Ghana has announced the country’s first outbreak of Marburg virus disease. The Institute Pasteur in Dakar, Senegal, received samples from two patients from the southern Ashanti region of Ghana – both deceased and unrelated – who showed symptoms including diarrhea, fever, nausea, and vomiting. The laboratory confirmed the results from the Noguchi Memorial Institute for Medical Research, which suggested their illness was due to the Marburg virus. One case was a 26-year-old male who checked into a hospital on 26 June 2022 and died on 27 June. The second case was a 51-year-old male who reported to the hospital on 28 June and died on the same day.

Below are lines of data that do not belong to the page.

use axum::{
    http::StatusCode,
    response::{IntoResponse, Response},
    Json,
};
use serde_json::{json, Value};
use thiserror::Error;

/// Application-level error type.
/// Implements `IntoResponse` so Axum handlers can return `Result<T, AppError>`.
#[derive(Debug, Error)]
pub enum AppError {
    #[error("Not found: {0}")]
    NotFound(String),

    #[error("Validation error: {0}")]
    Validation(String),

    /// A schema check failed on a specific field; only the first violation is reported.
    #[error("Invalid field '{field}': {message}")]
    InvalidField { field: String, message: String },

    #[error("Conflict: {0}")]
    Conflict(String),

    #[error("Unauthorized")]
    Unauthorized,

    #[error("Forbidden")]
    Forbidden,

    #[error("Too many requests")]
    RateLimited,

    /// AI service failure. The message is user-facing; details are logged by the caller.
    #[error("LLM error: {0}")]
    Llm(String),

    #[error("Render error: {0}")]
    Render(String),

    #[error("Internal server error: {0}")]
    Internal(#[from] anyhow::Error),
}

impl IntoResponse for AppError {
    fn into_response(self) -> Response {
        let mut field: Option<String> = None;

        let (status, code, message) = match self {
            AppError::NotFound(msg) => (StatusCode::NOT_FOUND, "NOT_FOUND", msg),
            AppError::Validation(msg) => (StatusCode::BAD_REQUEST, "VALIDATION_ERROR", msg),
            AppError::InvalidField {
                field: f,
                message,
            } => {
                field = Some(f);
                (StatusCode::BAD_REQUEST, "VALIDATION_ERROR", message)
            }
            AppError::Conflict(msg) => (StatusCode::CONFLICT, "CONFLICT", msg),
            AppError::Unauthorized => (
                StatusCode::UNAUTHORIZED,
                "UNAUTHORIZED",
                "Authentication required".to_string(),
            ),
            AppError::Forbidden => (
                StatusCode::FORBIDDEN,
                "FORBIDDEN",
                "Access denied".to_string(),
            ),
            AppError::RateLimited => (
                StatusCode::TOO_MANY_REQUESTS,
                "RATE_LIMITED",
                "Too many requests, please try again later".to_string(),
            ),
            AppError::Llm(msg) => {
                tracing::error!("LLM error: {msg}");
                (StatusCode::INTERNAL_SERVER_ERROR, "LLM_ERROR", msg)
            }
            AppError::Render(msg) => {
                tracing::error!("Render error: {msg}");
                (
                    StatusCode::INTERNAL_SERVER_ERROR,
                    "RENDER_ERROR",
                    "Failed to render template".to_string(),
                )
            }
            AppError::Internal(e) => {
                tracing::error!("Internal error: {e:?}");
                (
                    StatusCode::INTERNAL_SERVER_ERROR,
                    "INTERNAL_ERROR",
                    "An internal server error occurred".to_string(),
                )
            }
        };

        let mut error = json!({
            "code": code,
            "message": message
        });
        if let (Some(f), Value::Object(map)) = (field, &mut error) {
            map.insert("field".to_string(), Value::String(f));
        }

        (status, Json(json!({ "error": error }))).into_response()
    }
}

#[cfg(test)]
mod tests {
    use super::*;

    async fn body_json(response: Response) -> Value {
        let bytes = axum::body::to_bytes(response.into_body(), usize::MAX)
            .await
            .unwrap();
        serde_json::from_slice(&bytes).unwrap()
    }

    #[tokio::test]
    async fn test_invalid_field_carries_field_name() {
        let response = AppError::InvalidField {
            field: "personalInfo.fullName".to_string(),
            message: "Full name is required".to_string(),
        }
        .into_response();
        assert_eq!(response.status(), StatusCode::BAD_REQUEST);
        let body = body_json(response).await;
        assert_eq!(body["error"]["field"], "personalInfo.fullName");
        assert_eq!(body["error"]["message"], "Full name is required");
    }

    #[tokio::test]
    async fn test_internal_error_hides_detail() {
        let response = AppError::Internal(anyhow::anyhow!("pool exhausted at 10.0.0.3")).into_response();
        assert_eq!(response.status(), StatusCode::INTERNAL_SERVER_ERROR);
        let body = body_json(response).await;
        assert_eq!(body["error"]["message"], "An internal server error occurred");
        assert!(body["error"].get("field").is_none());
    }

    #[tokio::test]
    async fn test_store_errors_surface_as_internal() {
        // Stores return anyhow::Result; handlers map with AppError::Internal.
        let store_err: anyhow::Result<()> = Err(sqlx::Error::RowNotFound.into());
        let response = store_err
            .map_err(AppError::Internal)
            .unwrap_err()
            .into_response();
        assert_eq!(response.status(), StatusCode::INTERNAL_SERVER_ERROR);
        let body = body_json(response).await;
        assert_eq!(body["error"]["code"], "INTERNAL_ERROR");
        assert_eq!(body["error"]["message"], "An internal server error occurred");
    }

    #[tokio::test]
    async fn test_render_error_is_generic() {
        let response = AppError::Render("missing closing tag at line 4".to_string()).into_response();
        let body = body_json(response).await;
        assert_eq!(body["error"]["message"], "Failed to render template");
    }

    #[tokio::test]
    async fn test_llm_error_keeps_message() {
        let response = AppError::Llm("Failed to generate suggestions".to_string()).into_response();
        assert_eq!(response.status(), StatusCode::INTERNAL_SERVER_ERROR);
        let body = body_json(response).await;
        assert_eq!(body["error"]["message"], "Failed to generate suggestions");
    }

    #[test]
    fn test_status_mapping() {
        assert_eq!(AppError::Unauthorized.into_response().status(), StatusCode::UNAUTHORIZED);
        assert_eq!(AppError::Forbidden.into_response().status(), StatusCode::FORBIDDEN);
        assert_eq!(AppError::RateLimited.into_response().status(), StatusCode::TOO_MANY_REQUESTS);
        assert_eq!(
            AppError::Conflict("dup".into()).into_response().status(),
            StatusCode::CONFLICT
        );
        assert_eq!(
            AppError::NotFound("x".into()).into_response().status(),
            StatusCode::NOT_FOUND
        );
    }
}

The New England Journal of Medicine published in June 2022 the detection of Marburg Virus Disease (MVD) in a 46-year-old man in Guinea in August 2021. The man died with bleeding from several orifices and the initial diagnosis of MVD was confirmed in a postmortem buccal sample via real-time reverse transcriptase-PCR. Field investigations indicated that the Guinea Marburg Virus strain had been isolated from bats in Sierra Leone and from humans in Angola. Guinean forest and other others of western Africa, including Sierra Leone, demonstrate to be environmentally suitable for zoonotic transmission of MVD by bats, particularly the Egyptian fruit bat, which has been identified as a natural MARV reservoir host.

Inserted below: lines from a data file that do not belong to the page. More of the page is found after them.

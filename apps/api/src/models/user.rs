use chrono::{DateTime, Utc};
use serde::{Deserialize, Serialize};
use sqlx::FromRow;
use uuid::Uuid;

#[derive(Debug, Clone, FromRow)]
pub struct UserRow {
    pub id: Uuid,
    pub name: String,
    pub email: String,
    pub password_hash: String,
    pub created_at: DateTime<Utc>,
}

/// The user as returned over the API. Never carries the password hash.
#[derive(Debug, Clone, Serialize, Deserialize, PartialEq)]
#[serde(rename_all = "camelCase")]
pub struct PublicUser {
    pub id: Uuid,
    pub name: String,
    pub email: String,
    pub created_at: DateTime<Utc>,
}

impl From<UserRow> for PublicUser {
    fn from(row: UserRow) -> Self {
        Self {
            id: row.id,
            name: row.name,
            email: row.email,
            created_at: row.created_at,
        }
    }
}
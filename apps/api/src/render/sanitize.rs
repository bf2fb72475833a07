//! Strips a fixed set of active content from user-supplied templates and stylesheets.
//!
//! Template HTML is cleaned twice: once as source, and again after Handlebars has
//! rendered it, since template syntax can split a token that rendering then rejoins.
//! Each pass repeats until nothing more is removed.

use std::sync::OnceLock;

use regex_lite::Regex;

struct Patterns {
    script_block: Regex,
    script_tag: Regex,
    event_handler: Regex,
    js_url: Regex,
    css_import: Regex,
    css_expression: Regex,
    style_close: Regex,
}

fn patterns() -> &'static Patterns {
    static PATTERNS: OnceLock<Patterns> = OnceLock::new();
    PATTERNS.get_or_init(|| Patterns {
        script_block: compile(r"(?is)<script\b[^>]*>.*?</script\s*>"),
        script_tag: compile(r"(?i)</?script\b[^>]*>"),
        event_handler: compile(r#"(?i)[\s/]+on[a-z]+\s*=\s*("[^"]*"|'[^']*'|[^\s>]+)"#),
        js_url: compile(r"(?i)javascript\s*:"),
        css_import: compile(r"(?i)@import\b[^;]*;?"),
        css_expression: compile(r"(?i)expression\s*\("),
        style_close: compile(r"(?i)</\s*style"),
    })
}

fn compile(pattern: &str) -> Regex {
    // Patterns are literals; a failure here is a programming error caught by the tests.
    Regex::new(pattern).unwrap_or_else(|e| panic!("invalid sanitizer pattern {pattern}: {e}"))
}

/// Removes script blocks, inline event handlers and `javascript:` URLs from template HTML.
///
/// Removing one match can join its neighbours into a new one (`<sc onx="1"ript>`),
/// so passes repeat until the output is stable. Every pass only shortens the input.
pub fn sanitize_template(html: &str) -> String {
    let mut current = html.to_string();
    loop {
        let next = strip_active_html(&current);
        if next == current {
            return next;
        }
        current = next;
    }
}

fn strip_active_html(html: &str) -> String {
    let p = patterns();
    let out = p.script_block.replace_all(html, "");
    let out = p.script_tag.replace_all(&out, "");
    let out = p.event_handler.replace_all(&out, "");
    let out = p.js_url.replace_all(&out, "");
    out.into_owned()
}

/// Removes `@import`, `expression(`, `javascript:` and any attempt to close the style element.
pub fn sanitize_css(css: &str) -> String {
    let p = patterns();
    let out = p.css_import.replace_all(css, "");
    let out = p.css_expression.replace_all(&out, "(");
    let out = p.js_url.replace_all(&out, "");
    let out = p.style_close.replace_all(&out, "");
    out.into_owned()
}

#[cfg(test)]
mod tests {
    use super::*;

    #[test]
    fn test_patterns_compile() {
        let _ = patterns();
    }

    #[test]
    fn test_strips_script_block() {
        let html = "<h1>{{name}}</h1><script type=\"text/javascript\">\nalert(1)\n</script><p>x</p>";
        assert_eq!(sanitize_template(html), "<h1>{{name}}</h1><p>x</p>");
    }

    #[test]
    fn test_strips_orphan_script_tag() {
        assert_eq!(sanitize_template("<script src=\"x.js\"><p>a</p>"), "<p>a</p>");
    }

    #[test]
    fn test_strips_event_handlers() {
        let html = r#"<img src="a.png" onerror="steal()"><div onclick='x()' class="c">"#;
        assert_eq!(sanitize_template(html), r#"<img src="a.png"><div class="c">"#);
    }

    #[test]
    fn test_strips_slash_separated_event_handler() {
        assert_eq!(sanitize_template("<img src=x/onerror=alert(1)>"), "<img src=x>");
        assert_eq!(
            sanitize_template("<svg/onload=alert(1)>"),
            "<svg>"
        );
    }

    #[test]
    fn test_removal_that_rejoins_a_tag_is_caught() {
        let out = sanitize_template(r#"<sc onx="1"ript>alert(1)</script>"#);
        assert!(!out.to_lowercase().contains("<script"), "{out}");
        assert!(!out.contains("onx"));
    }

    #[test]
    fn test_strips_javascript_urls() {
        let html = r#"<a href="JavaScript:alert(1)">x</a>"#;
        assert_eq!(sanitize_template(html), r#"<a href="alert(1)">x</a>"#);
    }

    #[test]
    fn test_keeps_handlebars_and_plain_markup() {
        let html = "<section class=\"online\">{{#each skills}}<li>{{name}}</li>{{/each}}</section>";
        assert_eq!(sanitize_template(html), html);
    }

    #[test]
    fn test_css_import_and_expression() {
        let css = "@import url(evil.css);\nbody { width: expression(alert(1)); color: red; }";
        assert_eq!(
            sanitize_css(css),
            "\nbody { width: (alert(1)); color: red; }"
        );
    }

    #[test]
    fn test_css_cannot_close_style_element() {
        let css = "p{}</style><script>alert(1)</script>";
        assert!(!sanitize_css(css).to_lowercase().contains("</style"));
    }

    #[test]
    fn test_css_plain_untouched() {
        let css = "h1 { font-size: 18pt; margin: 0.5in; }";
        assert_eq!(sanitize_css(css), css);
    }
}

Marburg virus (MARV) is a close relative of the more well-known Ebola virus (EBOV) and is the founding member of the Filoviridae family and Mononegavirales order. Marburg virus disease (MVD) is a highly infectious viral hemorrhagic fever and considered extremely dangerous. It is transmitted to people from fruit bats and spreads among humans through direct contact with the bodily fluids of infected people, surfaces, and materials. Illness begins abruptly, with high fever, severe headache, and malaise. Many patients develop severe hemorrhagic signs within seven days. Case fatality rates have varied from 24% to 88% in past outbreaks depending on virus strain and the quality of case management. Although there are no vaccines or antiviral treatments approved to treat the virus, supportive care – rehydration with oral or intravenous fluids and a range of potential treatments, including blood products, immune therapies, and drug therapies, as well as candidate vaccines with phase 1 data – are being evaluated.

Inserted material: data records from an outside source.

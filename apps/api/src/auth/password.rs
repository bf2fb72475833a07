use argon2::{
    password_hash::{PasswordHash, PasswordHasher, PasswordVerifier, SaltString},
    Argon2,
};
use uuid::Uuid;

use crate::errors::AppError;

/// Hashes a password with Argon2id into a PHC string.
pub fn hash_password(password: &str) -> Result<String, AppError> {
    let salt = SaltString::encode_b64(Uuid::new_v4().as_bytes())
        .map_err(|e| AppError::Internal(anyhow::anyhow!("salt encoding failed: {e}")))?;
    Argon2::default()
        .hash_password(password.as_bytes(), &salt)
        .map(|hash| hash.to_string())
        .map_err(|e| AppError::Internal(anyhow::anyhow!("password hashing failed: {e}")))
}

/// False for a wrong password and for a malformed stored hash alike.
pub fn verify_password(password: &str, stored_hash: &str) -> bool {
    match PasswordHash::new(stored_hash) {
        Ok(parsed) => Argon2::default()
            .verify_password(password.as_bytes(), &parsed)
            .is_ok(),
        Err(e) => {
            tracing::warn!("Stored password hash could not be parsed: {e}");
            false
        }
    }
}

#[cfg(test)]
mod tests {
    use super::*;

    #[test]
    fn test_hash_then_verify() {
        let hash = hash_password("correct horse battery").unwrap();
        assert!(hash.starts_with("$argon2id$"));
        assert!(verify_password("correct horse battery", &hash));
        assert!(!verify_password("wrong horse battery", &hash));
    }

    #[test]
    fn test_hashes_are_salted() {
        let a = hash_password("same-password").unwrap();
        let b = hash_password("same-password").unwrap();
        assert_ne!(a, b);
    }

    #[test]
    fn test_malformed_hash_rejected() {
        assert!(!verify_password("anything", "not-a-phc-string"));
    }
}
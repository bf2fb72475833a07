use axum::Json;
use serde_json::{json, Value};

/// GET /health
/// Liveness probe. Does not touch the database.
pub async fn health_handler() -> Json<Value> {
    Json(json!({
        "status": "ok",
        "version": env!("CARGO_PKG_VERSION"),
        "service": "resume-builder-api"
    }))
}

#[cfg(test)]
mod tests {
    use super::*;

    #[tokio::test]
    async fn test_health_reports_ok() {
        let Json(body) = health_handler().await;
        assert_eq!(body["status"], "ok");
        assert_eq!(body["service"], "resume-builder-api");
        assert_eq!(body["version"], env!("CARGO_PKG_VERSION"));
    }
}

Where did the virus come from?
Marburg virus was first discovered in 1967 during a set of outbreaks in the German cities Marburg and Frankfurt and in Belgrade, the capital of Serbia. All patients in Marburg were employees of Behringwerke (a producer of sera and vaccines), the patients in Frankfurt were employees of the Paul Ehrlich Institute (the German licensing authority for sera and vaccines) and the primary case patient in Belgrade was a veterinarian employed at the Institute Torlak (production and safety testing of live poliomyelitis vaccine). All patients with primary infection at the 3 locations had direct contact with blood, organs, and cell cultures from Cercopithecus aethiops monkeys imported from Uganda for clinical research. During these outbreaks, thirty-one people became infected and seven of them died. The assumption was that MARV had originated on the African continent, but there has never been direct proof of this hypothesis. In addition, a small degree of uncertainty remained because of the contacts that the Cercopithecus aethiops monkeys had, while in an animal house in London on their transport. In 1975, 8 years after importation of Marburg virus to Europe, a small outbreak occurred in Johannesburg, South Africa with a strain that very loosely resembled the strain isolated in 1967. Sporadic additional cases of MVD were documented in the following years (1980 and 1987 in Nairobi, 1990 in Koltsovo, Russia) followed by larger outbreaks (154 cases) in 1998 in Congo and in 2005 in Angola (252 cases). Interestingly, new Guinea MARV in 2021 and the Angola MARV from 2005 seem to share a common ancestor that existed in 1965 (95% confidence interval). It indicates that these lineages diverged from a common ancestor 56 years ago and evolved independently in its respective reservoir host. Over all these years, the virus had the opportunity to disperse over large distances by bat migration.
Ebola virus was thought to be more dangerous than Marburg virus (MARV), but it has been evident that MARV is present in larger areas of Africa than previously acknowledged and therefore must be considered as big a treat as Ebola virus.
While there are vaccines against Ebola, there is no vaccine against the MARV and treatment (in an ICU) is totally symptomatic (providing fluids, maintaining blood pressure, providing oxygen if needed, replacing lost blood and treating nosocomial infections). Prevention consists solely of avoiding direct contact with blood, saliva, vomit, urine, and other bodily fluids of people with MARV disease (or unknown illnesses).